I think you are getting confused. Which one to pick between few and less here has nothing to do with whether the noun is countable or uncountable.


----------



## Sicanius

That's why I was so confused... basically all options are possible, the one with _less _being less correct but still used in informal speech? 
Thank you very much audia!


----------



## _forumuser_

Sicanius said:


> That's why I was so confused...* basically all options are possible    *, the one with _less _being less correct but still used in informal speech?
> Thank you very much audia!


 
Can somebody back me up here?


----------



## lsp

_forumuser_ said:


> ... you will have:
> 
> Two problems less.
> 
> E' strano l'uso di end up with prima di una cosa positiva. Di solito si dice con cose negative.



I don't know which is right, fewer or less  , but I don't agree at all with your generalization about "end up." It only speaks to the outcome. EXAMPLE: If you play your cards right you'll end up winning a boatload of cash!


----------



## audia

You may be right FU I was thinking Few vs. Little. I would still say two fewer problems but wait for more input and explaination.
This point as I said is often misused so I am not sure myself anymore.


----------



## niklavjus

Interesting question.
*Fewer* for countable noun, *less* for uncountables.
Seems that WRD agrees with audia statement.

P.S. Anche qui. Ma le eccezioni sembra ci siano.


----------



## Paulfromitaly

If you have five apples on the table and you put another apple on the table, you end up with one *more* apple on the table.
If you have five apples on the table and you take away an apple from the table, you end up with one apple *less* on the table.


----------



## _forumuser_

audia said:


> You may be right FU I was thinking Few vs. Little. I would still say two fewer problems but wait for more input and explaination.
> This point as I said is often misused so I am not sure myself anymore.


 
Anch'io a forza di pensarci non sono tanto piu' convinto...  I think you were thinking few vs. less when they are used as adjectives:

Put fewer cookies in the jar.
Put less milk in the cake. 

But I think here we are dealing with an adverbial usage: in meno, di meno. 

Let me see:

Oggi ho meno problemi di 10 anni fa.
Today I have fewer problems than I had ten years ago.

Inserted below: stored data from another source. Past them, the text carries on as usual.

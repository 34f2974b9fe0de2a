//! Typed field extraction
//!
//! [`FromPlistValue`] converts one untyped value into a typed field;
//! [`RecordReader`] applies the required/optional policy on top of it.
//!
//! # Coercion rules
//! - Sets accept a homogeneous array of matching values and deduplicate it
//! - Integers narrow only when in range; negatives never become unsigned
//! - Nothing else converts implicitly (a string `"3"` is not an integer)

use crate::error::{DecodeError, DecodeResult};
use crate::reference::Reference;
use crate::value::{PlistValue, Record};
use im::{OrdMap, OrdSet};

/// Conversion from a single record value
pub trait FromPlistValue: Sized {
    /// Shape name reported when conversion fails
    const SHAPE: &'static str;

    /// Convert, or `None` if the value has an incompatible shape
    fn from_plist(value: &PlistValue) -> Option<Self>;

    /// Expected shape as shown in diagnostics
    #[must_use]
    fn expected() -> String {
        Self::SHAPE.to_string()
    }
}

impl FromPlistValue for String {
    const SHAPE: &'static str = "string";

    fn from_plist(value: &PlistValue) -> Option<Self> {
        value.as_str().map(str::to_string)
    }
}

impl FromPlistValue for Reference {
    const SHAPE: &'static str = "reference";

    fn from_plist(value: &PlistValue) -> Option<Self> {
        value.as_str().map(Reference::new)
    }
}

impl FromPlistValue for u64 {
    const SHAPE: &'static str = "unsigned integer";

    fn from_plist(value: &PlistValue) -> Option<Self> {
        value.as_integer().and_then(|n| u64::try_from(n).ok())
    }
}

impl FromPlistValue for OrdMap<String, PlistValue> {
    const SHAPE: &'static str = "dictionary";

    fn from_plist(value: &PlistValue) -> Option<Self> {
        match value {
            PlistValue::Dictionary(map) => {
                Some(map.iter().map(|(k, v)| (k.clone(), v.clone())).collect())
            }
            _ => None,
        }
    }
}

impl<T: FromPlistValue + Ord + Clone> FromPlistValue for OrdSet<T> {
    const SHAPE: &'static str = "array";

    fn from_plist(value: &PlistValue) -> Option<Self> {
        value.as_array()?.iter().map(T::from_plist).collect()
    }

    fn expected() -> String {
        format!("array of {}", T::expected())
    }
}

fn describe(value: &PlistValue) -> String {
    match value {
        PlistValue::Integer(n) => format!("integer {n}"),
        PlistValue::Array(items) => {
            let shapes: OrdSet<&'static str> = items.iter().map(PlistValue::shape).collect();
            let shapes: Vec<_> = shapes.into_iter().collect();
            format!("array of {}", shapes.join("|"))
        }
        other => other.shape().to_string(),
    }
}

/// Required/optional field reader over one record
///
/// Carries the isa and reference of the element being decoded so failures
/// are logged with their context.
#[derive(Debug, Clone, Copy)]
pub struct RecordReader<'a> {
    isa: &'static str,
    reference: &'a Reference,
    record: &'a Record,
}

impl<'a> RecordReader<'a> {
    /// Reader for the element `isa` keyed by `reference`
    #[inline]
    #[must_use]
    pub fn new(isa: &'static str, reference: &'a Reference, record: &'a Record) -> Self {
        Self {
            isa,
            reference,
            record,
        }
    }

    /// Extract a field that must be present
    ///
    /// # Errors
    /// [`DecodeError::MissingOrInvalidField`] naming `key` if the field is
    /// absent or has the wrong shape
    pub fn required<T: FromPlistValue>(&self, key: &str) -> DecodeResult<T> {
        match self.record.get(key) {
            Some(value) => self.extract(key, value),
            None => {
                tracing::debug!(
                    isa = self.isa,
                    reference = %self.reference,
                    field = key,
                    "required field missing"
                );
                Err(DecodeError::missing(key))
            }
        }
    }

    /// Extract a field that may be absent
    ///
    /// # Errors
    /// [`DecodeError::MissingOrInvalidField`] naming `key` if the field is
    /// present with the wrong shape
    pub fn optional<T: FromPlistValue>(&self, key: &str) -> DecodeResult<Option<T>> {
        self.record
            .get(key)
            .map(|value| self.extract(key, value))
            .transpose()
    }

    /// Extract an optional field, substituting `T::default()` when absent
    ///
    /// # Errors
    /// Same as [`RecordReader::optional`]
    pub fn optional_or_default<T: FromPlistValue + Default>(&self, key: &str) -> DecodeResult<T> {
        Ok(self.optional(key)?.unwrap_or_default())
    }

    fn extract<T: FromPlistValue>(&self, key: &str, value: &PlistValue) -> DecodeResult<T> {
        T::from_plist(value).ok_or_else(|| {
            let expected = T::expected();
            let found = describe(value);
            tracing::debug!(
                isa = self.isa,
                reference = %self.reference,
                field = key,
                expected = %expected,
                found = %found,
                "field has wrong shape"
            );
            DecodeError::wrong_shape(key, expected, found)
        })
    }
}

Oggi ho meno entusiasmo di quando ho cominciato.
Today I have less enthusiasm than when I started.

So far, so good. 

Oggi mi ritrovo con due problemi di meno:

Today I find myself with two problems less.
Today I find myself with two fewer problems.
Today I'm two problems *shorter*. 

I would say the first sounds better, the last sounds cool, the middle one sounds ok, perhaps.  Now I need a glass of that thing in my avatar ...


----------



## Paulfromitaly

"end up" discussion has now its own thread:

http://forum.wordreference.com/showthread.php?t=438294


----------



## _forumuser_

Paulfromitaly said:


> If you have five apples on the table and you put another apple on the table, you end up with one *more* apple on the table.
> If you have five apples on the table and you take away an apple from the table, you end up with one apple *less* on the table.


 
I like them apples!


----------



## giacinta

In my view the answer is definitely "Less''.
Once a number is introduced  --less is the appropriate word.
If no quantity is indicated "fewer' may be used.

There were fewer people on the train today.

If you had two less drinks a day you would be healthy.

"two fewer" is wrong, wrong!!

Giacinta


----------



## niklavjus

giacinta said:


> "two fewer" is wrong, wrong!!


Hi, Giacinta.
Have you seen the link I added to my previous post? Seems that the traditional rule states the opposite.


----------



## Sicanius

If you google "two fewer" you end up with 216,000 results, while if you google "two less" you have 509,000... The results with "two less" are more than the double, but still 216,000 is a lot... It can't be so wrong!


----------



## giacinta

Yes I have now checked it out. 

There is no example given of "fewer" being used with a number in front of it.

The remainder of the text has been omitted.